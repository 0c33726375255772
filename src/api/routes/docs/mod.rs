pub mod admin_docs;
pub mod application_docs;
pub mod cat_docs;
pub mod favorite_docs;
pub mod session_docs;
//! End-to-end API tests against an in-memory deployment seeded from a config file.
use std::sync::Arc;

use actix_web::{http::StatusCode, test, web, App};
use meowmatch::{
    api::routes::configure_routes,
    bootstrap::{initialize_app_state, process_config_file},
    config::{
        AuthProviderType, Config, FavoritesStorageType, RepositoryStorageType, ServerConfig,
    },
    constants::{AUTH_REDIRECT_PATH, DEVICE_ID_HEADER_NAME},
    models::DefaultAppState,
};
use serde_json::{json, Value};

const STAFF_TOKEN: &str = "staff-token";
const MEMBER_TOKEN: &str = "member-token";

fn server_config() -> ServerConfig {
    ServerConfig {
        host: "127.0.0.1".to_string(),
        port: 8080,
        config_file_path: "./config/config.json".to_string(),
        repository_storage_type: RepositoryStorageType::InMemory,
        redis_url: "redis://127.0.0.1:6379".to_string(),
        redis_key_prefix: "meowmatch-test".to_string(),
        redis_connection_timeout_ms: 1000,
        favorites_storage_type: FavoritesStorageType::InMemory,
        favorites_data_dir: "./data/favorites".to_string(),
        auth_provider_type: AuthProviderType::InMemory,
        auth_url: None,
        auth_api_key: None,
        role_resolution_timeout_ms: 1000,
        rate_limit_requests_per_second: 100,
        rate_limit_burst_size: 300,
    }
}

fn seed_cat(id: &str, name: &str, age: &str, color: &str, personality: &[&str]) -> Value {
    json!({
        "id": id,
        "name": name,
        "age": age,
        "color": color,
        "size": "medium",
        "gender": "female",
        "personality": personality,
        "good_with": ["children"],
        "description": format!("{} is looking for a loving forever home.", name),
        "image_url": format!("https://images.example.com/{}.jpg", id),
        "shelter_id": "happy-paws"
    })
}

fn seed_config() -> Config {
    let mut adopted = seed_cat("4", "Shadow", "adult", "black", &["independent"]);
    adopted["is_available"] = json!(false);

    serde_json::from_value(json!({
        "shelters": [{ "id": "happy-paws", "name": "Happy Paws Rescue" }],
        "cats": [
            seed_cat("1", "Whiskers", "kitten", "orange", &["playful", "affectionate"]),
            seed_cat("2", "Luna", "young", "black", &["calm"]),
            seed_cat("3", "Simba", "adult", "orange", &["playful"]),
            adopted
        ],
        "user_roles": [{ "user_id": "staff-user", "role": "shelter_staff" }],
        "sessions": [
            { "access_token": STAFF_TOKEN, "user": { "id": "staff-user", "email": "staff@example.com" } },
            { "access_token": MEMBER_TOKEN, "user": { "id": "member-user", "email": "member@example.com" } }
        ]
    }))
    .unwrap()
}

async fn seeded_state() -> web::ThinData<DefaultAppState> {
    let server_config = Arc::new(server_config());
    let config = seed_config();
    let app_state = initialize_app_state(server_config.clone(), &config)
        .await
        .unwrap();
    process_config_file(config, server_config, &app_state)
        .await
        .unwrap();
    app_state
}

macro_rules! init_app {
    () => {
        test::init_service(
            App::new()
                .app_data(seeded_state().await)
                .service(web::scope("/api/v1").configure(configure_routes)),
        )
        .await
    };
}

fn names(body: &Value) -> Vec<String> {
    body["data"]
        .as_array()
        .unwrap()
        .iter()
        .map(|cat| cat["name"].as_str().unwrap().to_string())
        .collect()
}

#[actix_web::test]
async fn test_browse_lists_available_cats_newest_first() {
    let app = init_app!();

    let req = test::TestRequest::get().uri("/api/v1/cats").to_request();
    let body: Value = test::call_and_read_body_json(&app, req).await;

    assert_eq!(names(&body), vec!["Whiskers", "Luna", "Simba"]);
}

#[actix_web::test]
async fn test_browse_applies_filters() {
    let app = init_app!();

    let req = test::TestRequest::get()
        .uri("/api/v1/cats?color=orange&personality=playful&age=all")
        .to_request();
    let body: Value = test::call_and_read_body_json(&app, req).await;
    assert_eq!(names(&body), vec!["Whiskers", "Simba"]);

    let req = test::TestRequest::get()
        .uri("/api/v1/cats?size=gigantic")
        .to_request();
    let resp = test::call_service(&app, req).await;
    assert_eq!(resp.status(), StatusCode::BAD_REQUEST);
}

#[actix_web::test]
async fn test_adopted_cat_is_hidden() {
    let app = init_app!();

    let req = test::TestRequest::get().uri("/api/v1/cats/4").to_request();
    let resp = test::call_service(&app, req).await;
    assert_eq!(resp.status(), StatusCode::NOT_FOUND);
}

#[actix_web::test]
async fn test_favorites_flow() {
    let app = init_app!();

    let req = test::TestRequest::post()
        .uri("/api/v1/favorites/2/toggle")
        .insert_header((DEVICE_ID_HEADER_NAME, "phone-1"))
        .to_request();
    let body: Value = test::call_and_read_body_json(&app, req).await;
    assert_eq!(body["data"]["is_favorite"], true);

    let req = test::TestRequest::get()
        .uri("/api/v1/cats?favorites_only=true")
        .insert_header((DEVICE_ID_HEADER_NAME, "phone-1"))
        .to_request();
    let body: Value = test::call_and_read_body_json(&app, req).await;
    assert_eq!(names(&body), vec!["Luna"]);

    // another device has its own set
    let req = test::TestRequest::get()
        .uri("/api/v1/favorites")
        .insert_header((DEVICE_ID_HEADER_NAME, "phone-2"))
        .to_request();
    let body: Value = test::call_and_read_body_json(&app, req).await;
    assert_eq!(body["data"]["cat_ids"], json!([]));

    let req = test::TestRequest::post()
        .uri("/api/v1/favorites/2/toggle")
        .insert_header((DEVICE_ID_HEADER_NAME, "phone-1"))
        .to_request();
    let body: Value = test::call_and_read_body_json(&app, req).await;
    assert_eq!(body["data"]["is_favorite"], false);
    assert_eq!(body["data"]["cat_ids"], json!([]));

    let req = test::TestRequest::get().uri("/api/v1/favorites").to_request();
    let resp = test::call_service(&app, req).await;
    assert_eq!(resp.status(), StatusCode::BAD_REQUEST);
}

#[actix_web::test]
async fn test_submit_application() {
    let app = init_app!();

    let req = test::TestRequest::post()
        .uri("/api/v1/cats/1/applications")
        .set_json(json!({
            "name": "Jane Doe",
            "email": "jane@example.com",
            "phone": "555-123-4567",
            "location": "Springfield",
            "message": "I have a quiet home and a big sunny window."
        }))
        .to_request();
    let resp = test::call_service(&app, req).await;
    assert_eq!(resp.status(), StatusCode::CREATED);
    let body: Value = test::read_body_json(resp).await;
    assert_eq!(body["data"]["cat_name"], "Whiskers");

    let req = test::TestRequest::post()
        .uri("/api/v1/cats/1/applications")
        .set_json(json!({
            "name": "Jane Doe",
            "email": "not-an-email",
            "phone": "555-123-4567",
            "location": "Springfield",
            "message": "I have a quiet home and a big sunny window."
        }))
        .to_request();
    let resp = test::call_service(&app, req).await;
    assert_eq!(resp.status(), StatusCode::BAD_REQUEST);
}

#[actix_web::test]
async fn test_admin_gate() {
    let app = init_app!();

    let req = test::TestRequest::get().uri("/api/v1/admin").to_request();
    let resp = test::call_service(&app, req).await;
    assert_eq!(resp.status(), StatusCode::SEE_OTHER);
    assert_eq!(
        resp.headers().get("location").unwrap().to_str().unwrap(),
        AUTH_REDIRECT_PATH
    );

    let req = test::TestRequest::get()
        .uri("/api/v1/admin")
        .insert_header(("Authorization", format!("Bearer {}", MEMBER_TOKEN)))
        .to_request();
    let resp = test::call_service(&app, req).await;
    assert_eq!(resp.status(), StatusCode::SEE_OTHER);
    assert_eq!(
        resp.headers().get("location").unwrap().to_str().unwrap(),
        AUTH_REDIRECT_PATH
    );
    let body = test::read_body(resp).await;
    assert!(!String::from_utf8_lossy(&body).contains("cats"));

    let req = test::TestRequest::get()
        .uri("/api/v1/admin")
        .insert_header(("Authorization", format!("Bearer {}", STAFF_TOKEN)))
        .to_request();
    let resp = test::call_service(&app, req).await;
    assert_eq!(resp.status(), StatusCode::OK);
    let body: Value = test::read_body_json(resp).await;
    assert_eq!(body["data"]["is_shelter_staff"], true);
    assert_eq!(body["data"]["cats"].as_array().unwrap().len(), 4);
}

#[actix_web::test]
async fn test_staff_edits_catalog() {
    let app = init_app!();
    let auth = ("Authorization", format!("Bearer {}", STAFF_TOKEN));

    let req = test::TestRequest::post()
        .uri("/api/v1/admin/cats")
        .insert_header(auth.clone())
        .set_json(json!({
            "name": "Pumpkin",
            "age": "kitten",
            "color": "orange",
            "size": "small",
            "gender": "male",
            "personality": ["playful"],
            "good_with": ["dogs"],
            "description": "A tiny ball of orange fluff who loves to pounce.",
            "image_url": "https://images.example.com/pumpkin.jpg"
        }))
        .to_request();
    let resp = test::call_service(&app, req).await;
    assert_eq!(resp.status(), StatusCode::CREATED);
    let body: Value = test::read_body_json(resp).await;
    let new_id = body["data"]["id"].as_str().unwrap().to_string();
    assert_eq!(body["data"]["shelter_id"], "happy-paws");

    let req = test::TestRequest::get().uri("/api/v1/cats").to_request();
    let body: Value = test::call_and_read_body_json(&app, req).await;
    assert_eq!(names(&body)[0], "Pumpkin");

    let req = test::TestRequest::delete()
        .uri(&format!("/api/v1/admin/cats/{}", new_id))
        .insert_header(auth.clone())
        .to_request();
    let resp = test::call_service(&app, req).await;
    assert_eq!(resp.status(), StatusCode::BAD_REQUEST);

    let req = test::TestRequest::delete()
        .uri(&format!("/api/v1/admin/cats/{}?confirm=true", new_id))
        .insert_header(auth)
        .to_request();
    let resp = test::call_service(&app, req).await;
    assert_eq!(resp.status(), StatusCode::OK);

    let req = test::TestRequest::get()
        .uri(&format!("/api/v1/cats/{}", new_id))
        .to_request();
    let resp = test::call_service(&app, req).await;
    assert_eq!(resp.status(), StatusCode::NOT_FOUND);
}

#[actix_web::test]
async fn test_member_cannot_edit_catalog() {
    let app = init_app!();

    let req = test::TestRequest::delete()
        .uri("/api/v1/admin/cats/1?confirm=true")
        .insert_header(("Authorization", format!("Bearer {}", MEMBER_TOKEN)))
        .to_request();
    let resp = test::call_service(&app, req).await;
    assert_eq!(resp.status(), StatusCode::FORBIDDEN);
}
//! Request models and validation for cat write endpoints.
//!
//! Both create and update send the complete set of editable attributes, so a single
//! [`CatRequest`] serves the two. Converting it into [`CatAttributes`] trims the input,
//! deduplicates tags and reports the first violated rule.

use std::{borrow::Cow, str::FromStr};

use serde::{Deserialize, Serialize};
use strum::VariantNames;
use utoipa::ToSchema;
use validator::{Validate, ValidationError};

use crate::models::{CatAge, CatGender, CatSize, FieldValidationError};

/// Order in which violations are reported, matching the editor form.
pub const CAT_FIELD_ORDER: &[&str] = &[
    "name",
    "age",
    "color",
    "size",
    "gender",
    "description",
    "image_url",
];

#[derive(Debug, Clone, Serialize, Deserialize, PartialEq, ToSchema, Validate)]
#[serde(deny_unknown_fields)]
pub struct CatRequest {
    #[validate(length(
        min = 1,
        max = 100,
        message = "Name is required and must be at most 100 characters"
    ))]
    pub name: String,
    #[validate(custom(function = "validate_age"))]
    pub age: String,
    #[validate(length(
        min = 1,
        max = 50,
        message = "Color is required and must be at most 50 characters"
    ))]
    pub color: String,
    #[validate(custom(function = "validate_size"))]
    pub size: String,
    #[validate(custom(function = "validate_gender"))]
    pub gender: String,
    #[serde(default)]
    pub personality: Vec<String>,
    #[serde(default)]
    pub good_with: Vec<String>,
    #[validate(length(
        min = 10,
        max = 500,
        message = "Description must be between 10 and 500 characters"
    ))]
    pub description: String,
    #[validate(url(message = "Image URL must be a valid URL"))]
    pub image_url: String,
    #[serde(default = "default_is_available")]
    pub is_available: bool,
}

fn default_is_available() -> bool {
    true
}

/// Validated, typed cat attributes ready to be stored.
#[derive(Debug, Clone, PartialEq)]
pub struct CatAttributes {
    pub name: String,
    pub age: CatAge,
    pub color: String,
    pub size: CatSize,
    pub gender: CatGender,
    pub personality: Vec<String>,
    pub good_with: Vec<String>,
    pub description: String,
    pub image_url: String,
    pub is_available: bool,
}

fn enumeration_error(code: &'static str, label: &str, allowed: &[&str]) -> ValidationError {
    let mut error = ValidationError::new(code);
    error.message = Some(Cow::Owned(format!(
        "{} must be one of: {}",
        label,
        allowed.join(", ")
    )));
    error
}

fn validate_age(value: &str) -> Result<(), ValidationError> {
    CatAge::from_str(value)
        .map(|_| ())
        .map_err(|_| enumeration_error("invalid_age", "Age", CatAge::VARIANTS))
}

fn validate_size(value: &str) -> Result<(), ValidationError> {
    CatSize::from_str(value)
        .map(|_| ())
        .map_err(|_| enumeration_error("invalid_size", "Size", CatSize::VARIANTS))
}

fn validate_gender(value: &str) -> Result<(), ValidationError> {
    CatGender::from_str(value)
        .map(|_| ())
        .map_err(|_| enumeration_error("invalid_gender", "Gender", CatGender::VARIANTS))
}

/// Trims every tag, drops blanks and keeps the first occurrence of duplicates.
pub(crate) fn normalize_tags(tags: Vec<String>) -> Vec<String> {
    let mut normalized: Vec<String> = Vec::with_capacity(tags.len());
    for tag in tags {
        let tag = tag.trim().to_string();
        if !tag.is_empty() && !normalized.contains(&tag) {
            normalized.push(tag);
        }
    }
    normalized
}

impl CatRequest {
    fn normalized(self) -> Self {
        Self {
            name: self.name.trim().to_string(),
            age: self.age.trim().to_lowercase(),
            color: self.color.trim().to_string(),
            size: self.size.trim().to_lowercase(),
            gender: self.gender.trim().to_lowercase(),
            personality: normalize_tags(self.personality),
            good_with: normalize_tags(self.good_with),
            description: self.description.trim().to_string(),
            image_url: self.image_url.trim().to_string(),
            is_available: self.is_available,
        }
    }
}

impl TryFrom<CatRequest> for CatAttributes {
    type Error = FieldValidationError;

    fn try_from(request: CatRequest) -> Result<Self, Self::Error> {
        let request = request.normalized();
        request
            .validate()
            .map_err(|errors| FieldValidationError::first_of(&errors, CAT_FIELD_ORDER))?;

        let age = CatAge::from_str(&request.age)
            .map_err(|_| FieldValidationError::new("age", "Age is invalid"))?;
        let size = CatSize::from_str(&request.size)
            .map_err(|_| FieldValidationError::new("size", "Size is invalid"))?;
        let gender = CatGender::from_str(&request.gender)
            .map_err(|_| FieldValidationError::new("gender", "Gender is invalid"))?;

        Ok(CatAttributes {
            name: request.name,
            age,
            color: request.color,
            size,
            gender,
            personality: request.personality,
            good_with: request.good_with,
            description: request.description,
            image_url: request.image_url,
            is_available: request.is_available,
        })
    }
}
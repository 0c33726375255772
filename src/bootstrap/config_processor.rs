//! This module provides functionality for processing the seed configuration file and
//! populating repositories.
use std::sync::Arc;

use chrono::{Duration, Utc};
use color_eyre::{eyre::WrapErr, Result};
use log::info;

use crate::{
    config::{Config, RepositoryStorageType, ServerConfig},
    models::ThinDataAppState,
    repositories::{Repository, ShelterRepository, UserRoleRepository},
};

/// Store every shelter. Shelters without a creation time keep file order, earliest first.
async fn process_shelters(config_file: &Config, app_state: &ThinDataAppState) -> Result<()> {
    let base = Utc::now() - Duration::seconds(config_file.shelters.len() as i64);
    for (index, shelter) in config_file.shelters.iter().enumerate() {
        let shelter = shelter
            .clone()
            .into_shelter(base + Duration::seconds(index as i64));
        app_state
            .shelter_repository
            .create(shelter)
            .await
            .wrap_err("Failed to create shelter repository entry")?;
    }
    Ok(())
}

/// Store every cat. Cats without a creation time are listed in file order, so the
/// first cat in the file is treated as the most recent.
async fn process_cats(config_file: &Config, app_state: &ThinDataAppState) -> Result<()> {
    let now = Utc::now();
    for (index, cat) in config_file.cats.iter().enumerate() {
        let cat = cat
            .clone()
            .into_cat(now - Duration::seconds(index as i64))
            .wrap_err("Failed to convert cat config")?;
        app_state
            .cat_repository
            .create(cat)
            .await
            .wrap_err("Failed to create cat repository entry")?;
    }
    Ok(())
}

async fn process_user_roles(config_file: &Config, app_state: &ThinDataAppState) -> Result<()> {
    for assignment in &config_file.user_roles {
        app_state
            .user_role_repository
            .assign(&assignment.user_id, assignment.role)
            .await
            .wrap_err("Failed to assign user role")?;
    }
    Ok(())
}

/// Checks if Redis already holds catalog data from a previous run.
async fn is_redis_populated(app_state: &ThinDataAppState) -> Result<bool> {
    if app_state.cat_repository.has_entries().await? {
        return Ok(true);
    }

    if app_state.shelter_repository.has_entries().await? {
        return Ok(true);
    }

    Ok(false)
}

/// Process a complete configuration file by populating the repositories.
///
/// Shelters are stored first, then cats, then role assignments. With Redis storage
/// the file is only applied to an empty store. Sessions are consumed when the auth
/// provider is built, not here.
pub async fn process_config_file(
    config_file: Config,
    server_config: Arc<ServerConfig>,
    app_state: &ThinDataAppState,
) -> Result<()> {
    let should_process_config_file = match server_config.repository_storage_type {
        RepositoryStorageType::InMemory => true,
        RepositoryStorageType::Redis => !is_redis_populated(app_state).await?,
    };

    if !should_process_config_file {
        info!("Skipping config file processing, storage already populated");
        return Ok(());
    }

    info!(
        "Processing config file: {} shelters, {} cats, {} role assignments",
        config_file.shelters.len(),
        config_file.cats.len(),
        config_file.user_roles.len()
    );
    process_shelters(&config_file, app_state).await?;
    process_cats(&config_file, app_state).await?;
    process_user_roles(&config_file, app_state).await?;
    Ok(())
}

* Exercise directions *
All lines of the data above that include the word "images" must be shown.

* Answer section *
        "image_url": format!("https://images.example.com/{}.jpg", id),
            "image_url": "https://images.example.com/pumpkin.jpg"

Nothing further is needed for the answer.